[Items from a data source]
//! Full scan through the command layer against a mock Gemini server.

use draftcheck::commands;
use draftcheck::models::analysis::{AiDetectionResult, AiLabel, ResultTab};
use draftcheck::models::session::SCAN_FAILED_MESSAGE;
use draftcheck::services::suggestions::ApplyOutcome;
use draftcheck::state::API_KEY_ENV_VARS;
use draftcheck::RunOutcome;
use serde_json::json;

use crate::common::*;

#[tokio::test]
async fn test_full_scan_populates_results() {
    let env = TestEnv::new().await;
    env.script_scan(one_suggestion(), 20).await;

    commands::open_text(&env.state, "draft.txt", DRAFT).await;
    let response = commands::run_full_scan(&env.state).await;
    assert!(response.success, "{:?}", response.error);

    let report = response.data.unwrap();
    assert_eq!(report.outcome, RunOutcome::Completed);

    let analysis = &report.session.analysis;
    assert!(!analysis.is_analyzing);
    assert!(analysis.error.is_none());
    assert_eq!(analysis.suggestions.len(), 1);
    assert_eq!(analysis.suggestions[0].original_text, "utilise");

    // Duplicate URLs collapse to the first occurrence
    assert_eq!(analysis.sources.len(), 2);
    assert_eq!(analysis.sources[0].title, "Journal A");
    assert_eq!(analysis.sources[1].title, "https://archive.example/b");

    assert_eq!(
        analysis.summary.as_deref(),
        Some("The draft describes a qualitative study.")
    );
    let ai = analysis.ai_detection.as_ref().unwrap();
    assert_eq!(ai.score, 20);
    assert_eq!(ai.label, AiLabel::LikelyHuman);

    assert_eq!(report.session.active_tab, ResultTab::Issues);
}

#[tokio::test]
async fn test_high_ai_score_opens_ai_check() {
    let env = TestEnv::new().await;
    env.script_scan(one_suggestion(), 91).await;

    commands::open_text(&env.state, "draft.txt", DRAFT).await;
    let report = commands::run_full_scan(&env.state).await.data.unwrap();
    assert_eq!(report.session.active_tab, ResultTab::AiCheck);
}

#[tokio::test]
async fn test_scan_without_suggestions_opens_sources() {
    let env = TestEnv::new().await;
    env.script_scan(json!([]), 10).await;

    commands::open_text(&env.state, "draft.txt", DRAFT).await;
    let report = commands::run_full_scan(&env.state).await.data.unwrap();
    assert!(report.session.analysis.suggestions.is_empty());
    assert_eq!(report.session.active_tab, ResultTab::Sources);
}

#[tokio::test]
async fn test_one_failed_call_fails_the_scan() {
    let env = TestEnv::new().await;
    env.fail(GRAMMAR).await;
    env.reply(SOURCES, "ok").await;
    env.reply(SUMMARY, "A summary.").await;
    env.reply(AI_DETECTION, r#"{"score": 5, "label": "Likely Human", "explanation": "x"}"#)
        .await;

    commands::open_text(&env.state, "draft.txt", DRAFT).await;
    let response = commands::run_full_scan(&env.state).await;
    assert!(!response.success);
    assert_eq!(response.error.as_deref(), Some(SCAN_FAILED_MESSAGE));

    let report = response.data.unwrap();
    assert_eq!(report.outcome, RunOutcome::Failed);
    assert!(!report.session.analysis.is_analyzing);
    assert!(report.session.analysis.summary.is_none());
    assert!(report.session.analysis.ai_detection.is_none());
}

#[tokio::test]
async fn test_unreadable_bodies_degrade_to_fallbacks() {
    let env = TestEnv::new().await;
    env.reply(GRAMMAR, "I could not produce JSON today.").await;
    env.reply(SOURCES, "nothing found").await;
    env.reply_json(SUMMARY, json!({ "candidates": [] })).await;
    env.reply(AI_DETECTION, "```json\n{\"score\": \"high\"}\n```").await;

    commands::open_text(&env.state, "draft.txt", DRAFT).await;
    let response = commands::run_full_scan(&env.state).await;
    assert!(response.success, "{:?}", response.error);

    let analysis = response.data.unwrap().session.analysis;
    assert!(analysis.suggestions.is_empty());
    assert!(analysis.sources.is_empty());
    assert_eq!(analysis.summary.as_deref(), Some("Could not generate summary."));
    let ai = analysis.ai_detection.unwrap();
    assert_eq!(ai.score, 0);
    assert_eq!(ai.label, AiLabel::LikelyHuman);
}

#[tokio::test]
async fn test_blank_document_skips_scan_without_calls() {
    let env = TestEnv::new().await;
    let grammar = env.reply(GRAMMAR, "[]").await;

    commands::open_text(&env.state, "empty.txt", "   \n\t ").await;
    let report = commands::run_full_scan(&env.state).await.data.unwrap();
    assert_eq!(report.outcome, RunOutcome::Skipped);
    grammar.assert_calls_async(0).await;
}

#[tokio::test]
async fn test_accepting_suggestions_after_scan() {
    let env = TestEnv::new().await;
    env.script_scan(
        json!([
            { "originalText": "utilise", "suggestedText": "use",
              "explanation": "Simpler word.", "type": "Style", "severity": "Minor" },
            { "originalText": "in Berlin", "suggestedText": "in Paris",
              "explanation": "Wrong city.", "type": "Clarity", "severity": "Critical" },
            { "originalText": "not in the text", "suggestedText": "x",
              "explanation": "Stale.", "type": "Grammar", "severity": "Major" }
        ]),
        15,
    )
    .await;

    commands::open_text(&env.state, "draft.txt", DRAFT).await;
    let report = commands::run_full_scan(&env.state).await.data.unwrap();
    let first_id = report.session.analysis.suggestions[0].id.clone();

    let outcome = commands::apply_suggestion(&env.state, &first_id).await;
    assert_eq!(outcome.data, Some(ApplyOutcome::Applied));

    // Applying the same id twice is an error; it is already gone
    assert!(!commands::apply_suggestion(&env.state, &first_id).await.success);

    let all = commands::apply_all_suggestions(&env.state).await.data.unwrap();
    assert_eq!(all.applied, 1);
    assert_eq!(all.not_found, 1);

    let session = commands::get_session(&env.state).await.data.unwrap();
    assert_eq!(
        session.document.text,
        "We use a qualitative approach. The Eiffel Tower is in Paris."
    );
    assert!(session.analysis.suggestions.is_empty());
    // Other results survive edits
    assert!(session.analysis.summary.is_some());
}

#[tokio::test]
async fn test_missing_key_fails_scan_and_keeps_results() {
    for var in API_KEY_ENV_VARS {
        std::env::remove_var(var);
    }
    let env = TestEnv::without_key().await;
    let grammar = env.reply(GRAMMAR, "[]").await;

    commands::open_text(&env.state, "draft.txt", DRAFT).await;
    {
        let session = env.state.session().await.unwrap();
        let shared = session.shared_state();
        let mut state = shared.write().await;
        state.analysis.summary = Some("Earlier summary.".to_string());
        state.analysis.ai_detection = Some(AiDetectionResult::fallback());
    }

    let response = commands::run_full_scan(&env.state).await;
    assert!(!response.success);
    assert_eq!(response.error.as_deref(), Some(SCAN_FAILED_MESSAGE));

    let report = response.data.unwrap();
    assert_eq!(report.outcome, RunOutcome::Failed);
    assert!(!report.session.analysis.is_analyzing);
    assert_eq!(report.session.analysis.summary.as_deref(), Some("Earlier summary."));
    assert!(report.session.analysis.ai_detection.is_some());
    assert_eq!(report.session.document.text, DRAFT);
    grammar.assert_calls_async(0).await;
}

■ **Assignment**
Each record above should be given again exactly as it appears.

■ **Task result**
//! Full scan through the command layer against a mock Gemini server.

use draftcheck::commands;
use draftcheck::models::analysis::{AiDetectionResult, AiLabel, ResultTab};
use draftcheck::models::session::SCAN_FAILED_MESSAGE;
use draftcheck::services::suggestions::ApplyOutcome;
use draftcheck::state::API_KEY_ENV_VARS;
use draftcheck::RunOutcome;
use serde_json::json;

use crate::common::*;

#[tokio::test]
async fn test_full_scan_populates_results() {
    let env = TestEnv::new().await;
    env.script_scan(one_suggestion(), 20).await;

    commands::open_text(&env.state, "draft.txt", DRAFT).await;
    let response = commands::run_full_scan(&env.state).await;
    assert!(response.success, "{:?}", response.error);

    let report = response.data.unwrap();
    assert_eq!(report.outcome, RunOutcome::Completed);

    let analysis = &report.session.analysis;
    assert!(!analysis.is_analyzing);
    assert!(analysis.error.is_none());
    assert_eq!(analysis.suggestions.len(), 1);
    assert_eq!(analysis.suggestions[0].original_text, "utilise");

    // Duplicate URLs collapse to the first occurrence
    assert_eq!(analysis.sources.len(), 2);
    assert_eq!(analysis.sources[0].title, "Journal A");
    assert_eq!(analysis.sources[1].title, "https://archive.example/b");

    assert_eq!(
        analysis.summary.as_deref(),
        Some("The draft describes a qualitative study.")
    );
    let ai = analysis.ai_detection.as_ref().unwrap();
    assert_eq!(ai.score, 20);
    assert_eq!(ai.label, AiLabel::LikelyHuman);

    assert_eq!(report.session.active_tab, ResultTab::Issues);
}

#[tokio::test]
async fn test_high_ai_score_opens_ai_check() {
    let env = TestEnv::new().await;
    env.script_scan(one_suggestion(), 91).await;

    commands::open_text(&env.state, "draft.txt", DRAFT).await;
    let report = commands::run_full_scan(&env.state).await.data.unwrap();
    assert_eq!(report.session.active_tab, ResultTab::AiCheck);
}

#[tokio::test]
async fn test_scan_without_suggestions_opens_sources() {
    let env = TestEnv::new().await;
    env.script_scan(json!([]), 10).await;

    commands::open_text(&env.state, "draft.txt", DRAFT).await;
    let report = commands::run_full_scan(&env.state).await.data.unwrap();
    assert!(report.session.analysis.suggestions.is_empty());
    assert_eq!(report.session.active_tab, ResultTab::Sources);
}

#[tokio::test]
async fn test_one_failed_call_fails_the_scan() {
    let env = TestEnv::new().await;
    env.fail(GRAMMAR).await;
    env.reply(SOURCES, "ok").await;
    env.reply(SUMMARY, "A summary.").await;
    env.reply(AI_DETECTION, r#"{"score": 5, "label": "Likely Human", "explanation": "x"}"#)
        .await;

    commands::open_text(&env.state, "draft.txt", DRAFT).await;
    let response = commands::run_full_scan(&env.state).await;
    assert!(!response.success);
    assert_eq!(response.error.as_deref(), Some(SCAN_FAILED_MESSAGE));

    let report = response.data.unwrap();
    assert_eq!(report.outcome, RunOutcome::Failed);
    assert!(!report.session.analysis.is_analyzing);
    assert!(report.session.analysis.summary.is_none());
    assert!(report.session.analysis.ai_detection.is_none());
}

#[tokio::test]
async fn test_unreadable_bodies_degrade_to_fallbacks() {
    let env = TestEnv::new().await;
    env.reply(GRAMMAR, "I could not produce JSON today.").await;
    env.reply(SOURCES, "nothing found").await;
    env.reply_json(SUMMARY, json!({ "candidates": [] })).await;
    env.reply(AI_DETECTION, "```json\n{\"score\": \"high\"}\n```").await;

    commands::open_text(&env.state, "draft.txt", DRAFT).await;
    let response = commands::run_full_scan(&env.state).await;
    assert!(response.success, "{:?}", response.error);

    let analysis = response.data.unwrap().session.analysis;
    assert!(analysis.suggestions.is_empty());
    assert!(analysis.sources.is_empty());
    assert_eq!(analysis.summary.as_deref(), Some("Could not generate summary."));
    let ai = analysis.ai_detection.unwrap();
    assert_eq!(ai.score, 0);
    assert_eq!(ai.label, AiLabel::LikelyHuman);
}

#[tokio::test]
async fn test_blank_document_skips_scan_without_calls() {
    let env = TestEnv::new().await;
    let grammar = env.reply(GRAMMAR, "[]").await;

    commands::open_text(&env.state, "empty.txt", "   \n\t ").await;
    let report = commands::run_full_scan(&env.state).await.data.unwrap();
    assert_eq!(report.outcome, RunOutcome::Skipped);
    grammar.assert_calls_async(0).await;
}

#[tokio::test]
async fn test_accepting_suggestions_after_scan() {
    let env = TestEnv::new().await;
    env.script_scan(
        json!([
            { "originalText": "utilise", "suggestedText": "use",
              "explanation": "Simpler word.", "type": "Style", "severity": "Minor" },
            { "originalText": "in Berlin", "suggestedText": "in Paris",
              "explanation": "Wrong city.", "type": "Clarity", "severity": "Critical" },
            { "originalText": "not in the text", "suggestedText": "x",
              "explanation": "Stale.", "type": "Grammar", "severity": "Major" }
        ]),
        15,
    )
    .await;

    commands::open_text(&env.state, "draft.txt", DRAFT).await;
    let report = commands::run_full_scan(&env.state).await.data.unwrap();
    let first_id = report.session.analysis.suggestions[0].id.clone();

    let outcome = commands::apply_suggestion(&env.state, &first_id).await;
    assert_eq!(outcome.data, Some(ApplyOutcome::Applied));

    // Applying the same id twice is an error; it is already gone
    assert!(!commands::apply_suggestion(&env.state, &first_id).await.success);

    let all = commands::apply_all_suggestions(&env.state).await.data.unwrap();
    assert_eq!(all.applied, 1);
    assert_eq!(all.not_found, 1);

    let session = commands::get_session(&env.state).await.data.unwrap();
    assert_eq!(
        session.document.text,
        "We use a qualitative approach. The Eiffel Tower is in Paris."
    );
    assert!(session.analysis.suggestions.is_empty());
    // Other results survive edits
    assert!(session.analysis.summary.is_some());
}

#[tokio::test]
async fn test_missing_key_fails_scan_and_keeps_results() {
    for var in API_KEY_ENV_VARS {
        std::env::remove_var(var);
    }
    let env = TestEnv::without_key().await;
    let grammar = env.reply(GRAMMAR, "[]").await;

    commands::open_text(&env.state, "draft.txt", DRAFT).await;
    {
        let session = env.state.session().await.unwrap();
        let shared = session.shared_state();
        let mut state = shared.write().await;
        state.analysis.summary = Some("Earlier summary.".to_string());
        state.analysis.ai_detection = Some(AiDetectionResult::fallback());
    }

    let response = commands::run_full_scan(&env.state).await;
    assert!(!response.success);
    assert_eq!(response.error.as_deref(), Some(SCAN_FAILED_MESSAGE));

    let report = response.data.unwrap();
    assert_eq!(report.outcome, RunOutcome::Failed);
    assert!(!report.session.analysis.is_analyzing);
    assert_eq!(report.session.analysis.summary.as_deref(), Some("Earlier summary."));
    assert!(report.session.analysis.ai_detection.is_some());
    assert_eq!(report.session.document.text, DRAFT);
    grammar.assert_calls_async(0).await;
}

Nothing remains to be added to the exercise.